---------- SOURCE MATERIAL
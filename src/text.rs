//! Name and prose normalization.
//!
//! Pure, order-sensitive text transforms shared by every extractor. The
//! family-name rewrite runs on overlapping text at several stages, so it
//! must be idempotent.

use regex::Regex;
use std::sync::LazyLock;

// -- Regex patterns -----------------------------------------------------------

static RE_TAG: LazyLock<Regex> = LazyLock::new(|| Regex::new(r"<[^>]*>").unwrap());

static RE_SPACE: LazyLock<Regex> = LazyLock::new(|| Regex::new(r"\s+").unwrap());

// gtk_container_add, gdk_window_show
static RE_FAMILY_FN: LazyLock<Regex> =
    LazyLock::new(|| Regex::new(r"\b(?:gtk|gdk)_([a-z0-9_]+)\b").unwrap());

// GtkContainer, GdkWindow (repeated prefixes collapse in one pass)
static RE_FAMILY_TYPE: LazyLock<Regex> =
    LazyLock::new(|| Regex::new(r"\b(?:Gtk|Gdk)+([A-Z][A-Za-z0-9]*)").unwrap());

/// Marketing name of the source toolkit and its replacement.
const MARKETING_NAME: (&str, &str) = ("GTK+", "CTK");

const QUOTE_GLYPHS: &[char] = &['"', '\'', '\u{201c}', '\u{201d}', '\u{2018}', '\u{2019}'];

// -- Markup -------------------------------------------------------------------

/// Strip inline tags and collapse runs of whitespace into single spaces.
pub fn strip_markup(text: &str) -> String {
    let plain = RE_TAG.replace_all(text, "");
    collapse_whitespace(&plain)
}

/// Collapse all whitespace runs (including newlines) into single spaces.
pub fn collapse_whitespace(text: &str) -> String {
    RE_SPACE.replace_all(text.trim(), " ").to_string()
}

/// Decode the handful of entities that can leak through into output.
pub fn unescape_entities(text: &str) -> String {
    text.replace("&lt;", "<")
        .replace("&gt;", ">")
        .replace("&quot;", "\"")
        .replace("&#34;", "\"")
        .replace("&#39;", "'")
        .replace("&nbsp;", " ")
        .replace("&amp;", "&")
}

// -- Tokens -------------------------------------------------------------------

/// Strip an overload-numbering suffix: `GtkWidget2` → `GtkWidget`.
pub fn strip_numeric_suffix(token: &str) -> &str {
    let trimmed = token.trim_end_matches(|c: char| c.is_ascii_digit());
    if trimmed.is_empty() {
        token
    } else {
        trimmed
    }
}

/// Strip leading/trailing plain and typographic quotes.
pub fn strip_quotes(text: &str) -> &str {
    text.trim().trim_matches(QUOTE_GLYPHS).trim()
}

/// Remove a toolkit-family prefix from a type name: `GtkButton` → `Button`,
/// `GdkWindow` → `Window`, `GObject` → `Object`.
pub fn deprefix(name: &str) -> &str {
    for prefix in ["Gtk", "Gdk", "G"] {
        if let Some(rest) = name.strip_prefix(prefix) {
            if rest.starts_with(|c: char| c.is_ascii_uppercase()) {
                return rest;
            }
        }
    }
    name
}

// -- Case conversion ----------------------------------------------------------

/// Split an identifier into words on `_`, `-`, spaces and lower→upper
/// case transitions.
fn words(ident: &str) -> Vec<String> {
    let mut out = Vec::new();
    for chunk in ident.split(|c: char| c == '_' || c == '-' || c.is_whitespace()) {
        let mut current = String::new();
        let mut prev_lower = false;
        for c in chunk.chars() {
            if c.is_uppercase() && prev_lower && !current.is_empty() {
                out.push(std::mem::take(&mut current));
            }
            prev_lower = c.is_lowercase() || c.is_ascii_digit();
            current.push(c);
        }
        if !current.is_empty() {
            out.push(current);
        }
    }
    out
}

fn upper_first(word: &str) -> String {
    let mut chars = word.chars();
    match chars.next() {
        Some(first) => first.to_uppercase().chain(chars).collect(),
        None => String::new(),
    }
}

fn lower_first(word: &str) -> String {
    let mut chars = word.chars();
    match chars.next() {
        Some(first) => first.to_lowercase().chain(chars).collect(),
        None => String::new(),
    }
}

/// `focus-on-click` / `focus_on_click` → `FocusOnClick`
pub fn to_camel(ident: &str) -> String {
    words(ident).iter().map(|w| upper_first(w)).collect()
}

/// `focus-on-click` → `focusOnClick`
pub fn to_lower_camel(ident: &str) -> String {
    lower_first(&to_camel(ident))
}

/// `FocusOnClick` → `focus-on-click`
pub fn to_dash(ident: &str) -> String {
    join_lower(ident, "-")
}

/// `FocusOnClick` → `focus_on_click`
pub fn to_snake(ident: &str) -> String {
    join_lower(ident, "_")
}

fn join_lower(ident: &str, sep: &str) -> String {
    words(ident)
        .iter()
        .map(|w| w.to_lowercase())
        .collect::<Vec<_>>()
        .join(sep)
}

// -- Prose --------------------------------------------------------------------

/// Greedy word-wrap. Words are never split; a single word longer than
/// `width` gets a line of its own.
pub fn wrap(text: &str, width: usize) -> Vec<String> {
    let mut lines = Vec::new();
    let mut line = String::new();
    // measured in chars; typographic quotes are multi-byte
    let mut line_width = 0;
    for word in text.split_whitespace() {
        let word_width = word.chars().count();
        if line.is_empty() {
            line.push_str(word);
            line_width = word_width;
        } else if line_width + 1 + word_width <= width {
            line.push(' ');
            line.push_str(word);
            line_width += 1 + word_width;
        } else {
            lines.push(std::mem::take(&mut line));
            line.push_str(word);
            line_width = word_width;
        }
    }
    if !line.is_empty() {
        lines.push(line);
    }
    lines
}

/// Wrap paragraphs (separated by blank lines) and prefix every line with
/// `// `. Blank lines between paragraphs become a bare `//`. Returns an
/// empty string when there is no prose at all.
pub fn comment_block(text: &str, width: usize) -> String {
    let body_width = width.saturating_sub(3).max(1);
    let mut out: Vec<String> = Vec::new();
    for para in text.split("\n\n") {
        let lines = wrap(para, body_width);
        if lines.is_empty() {
            continue;
        }
        if !out.is_empty() {
            out.push("//".to_string());
        }
        out.extend(lines.into_iter().map(|l| format!("// {}", l)));
    }
    out.join("\n")
}

/// Rewrite legacy toolkit symbols to target naming:
/// `gtk_container_add()` → `ContainerAdd()`, `GtkWindow` → `Window`,
/// `GTK+` → `CTK`.
pub fn rewrite_family_names(text: &str) -> String {
    let text = RE_FAMILY_FN.replace_all(text, |caps: &regex::Captures| to_camel(&caps[1]));
    let text = RE_FAMILY_TYPE.replace_all(&text, "$1");
    text.replace(MARKETING_NAME.0, MARKETING_NAME.1)
}

#[cfg(test)]
mod tests {
    use super::*;

    #[test]
    fn markup_is_stripped_and_collapsed() {
        assert_eq!(
            strip_markup("The <span class=\"type\">GtkButton</span>\n   widget"),
            "The GtkButton widget"
        );
    }

    #[test]
    fn numeric_suffix() {
        assert_eq!(strip_numeric_suffix("GtkWidget2"), "GtkWidget");
        assert_eq!(strip_numeric_suffix("GtkWidget"), "GtkWidget");
        assert_eq!(strip_numeric_suffix("42"), "42");
    }

    #[test]
    fn quotes_are_stripped() {
        assert_eq!(strip_quotes("\u{201c}focus-on-click\u{201d}"), "focus-on-click");
        assert_eq!(strip_quotes(" \"label\" "), "label");
    }

    #[test]
    fn deprefix_family_names() {
        assert_eq!(deprefix("GtkButton"), "Button");
        assert_eq!(deprefix("GdkWindow"), "Window");
        assert_eq!(deprefix("GObject"), "Object");
        assert_eq!(deprefix("Gravity"), "Gravity");
    }

    #[test]
    fn case_conversions() {
        assert_eq!(to_camel("focus-on-click"), "FocusOnClick");
        assert_eq!(to_camel("new_with_label"), "NewWithLabel");
        assert_eq!(to_lower_camel("user_data"), "userData");
        assert_eq!(to_dash("CheckButton"), "check-button");
        assert_eq!(to_snake("HButtonBox"), "hbutton_box");
    }

    #[test]
    fn case_conversions_are_idempotent() {
        for input in ["focus-on-click", "new_with_label", "XFOO", "ab_cD", "HBox", "gint64 value"] {
            let camel = to_camel(input);
            assert_eq!(to_camel(&camel), camel, "camel of {}", input);
            let lower = to_lower_camel(input);
            assert_eq!(to_lower_camel(&lower), lower, "lower camel of {}", input);
            let dash = to_dash(input);
            assert_eq!(to_dash(&dash), dash, "dash of {}", input);
        }
    }

    #[test]
    fn wrap_respects_width_and_words() {
        let text = "The quick brown fox jumps over the lazy dog again and again";
        let lines = wrap(text, 16);
        assert!(lines.iter().all(|l| l.len() <= 16));
        assert_eq!(lines.join(" "), text);
    }

    #[test]
    fn wrap_counts_chars_not_bytes() {
        let text = "\u{201c}quoted\u{201d} \u{201c}words\u{201d}";
        assert_eq!(wrap(text, 16), vec![text]);
        assert_eq!(wrap(text, 15).len(), 2);
    }

    #[test]
    fn wrap_keeps_long_word_whole() {
        let lines = wrap("a supercalifragilistic b", 5);
        assert_eq!(lines, vec!["a", "supercalifragilistic", "b"]);
    }

    #[test]
    fn comment_block_prefixes_and_separates() {
        let block = comment_block("First para.\n\nSecond para.", 76);
        assert_eq!(block, "// First para.\n//\n// Second para.");
    }

    #[test]
    fn comment_block_drops_blank_prose() {
        assert_eq!(comment_block("   \n\n  ", 76), "");
    }

    #[test]
    fn family_rewrite() {
        assert_eq!(
            rewrite_family_names("Use gtk_container_add() to put a GtkLabel in a GTK+ GtkWindow."),
            "Use ContainerAdd() to put a Label in a CTK Window."
        );
    }

    #[test]
    fn family_rewrite_is_idempotent() {
        for input in [
            "Use gtk_container_add() on GtkGtkFoo",
            "gtk_gtk_widget GTK+ gdk_window_show",
            "gtk_GtkFoo and GdkEvent",
        ] {
            let once = rewrite_family_names(input);
            assert_eq!(rewrite_family_names(&once), once, "input {}", input);
        }
    }

    #[test]
    fn entities_are_decoded() {
        assert_eq!(unescape_entities("a &lt;b&gt; &amp;amp;"), "a <b> &amp;");
    }
}
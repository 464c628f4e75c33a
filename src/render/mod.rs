//! Renderer module: trait-based format dispatch.

pub mod go;
pub mod json;

use crate::error::{Error, Result};
use crate::model::Document;
use crate::GenerateOptions;

/// Trait for rendering an assembled Document into an output format.
pub trait Renderer {
    fn render(&self, doc: &Document) -> Result<String>;
    fn file_extension(&self) -> &str;
}

/// Create a renderer for the given format name.
pub fn create_renderer(format: &str, opts: &GenerateOptions) -> Result<Box<dyn Renderer>> {
    match format {
        "go" => Ok(Box::new(go::GoRenderer { width: opts.width })),
        "json" => Ok(Box::new(json::JsonRenderer)),
        _ => Err(Error::UnknownFormat(format.to_string())),
    }
}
--------------------
## [EXERCISE GOAL]
The lines from the first of the entries through the line holding "use regex::Regex;" are to be restated word for word, and no others.

## [YOUR RESPONSE]
filename src/text.rs
//! Name and prose normalization.
//!
//! Pure, order-sensitive text transforms shared by every extractor. The
//! family-name rewrite runs on overlapping text at several stages, so it
//! must be idempotent.

use regex::Regex;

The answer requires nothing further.